REQUIRED WORK. From the entries that follow, list every line in which the string "error" appears.

SUPPLIED RECORDS.
Content starts

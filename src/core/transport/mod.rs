//! Transport layer for the MCP server.
//!
//! This module provides different transport implementations:
//! - **STDIO**: Standard input/output (default for MCP) - feature: `stdio`
//! - **HTTP**: HTTP server with JSON-RPC over POST requests - feature: `http`
//!
//! Each transport handles the connection lifecycle and delegates
//! message processing to the MCP server handler.

mod config;
mod error;
mod service;

#[cfg(feature = "http")]
pub mod http;

#[cfg(feature = "stdio")]
pub mod stdio;

pub use config::TransportConfig;
pub use error::{TransportError, TransportResult};
pub use service::TransportService;

#[cfg(feature = "http")]
pub use config::HttpConfig;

Content ends

OUTPUT FOR THIS TASK.
mod error;
pub use error::{TransportError, TransportResult};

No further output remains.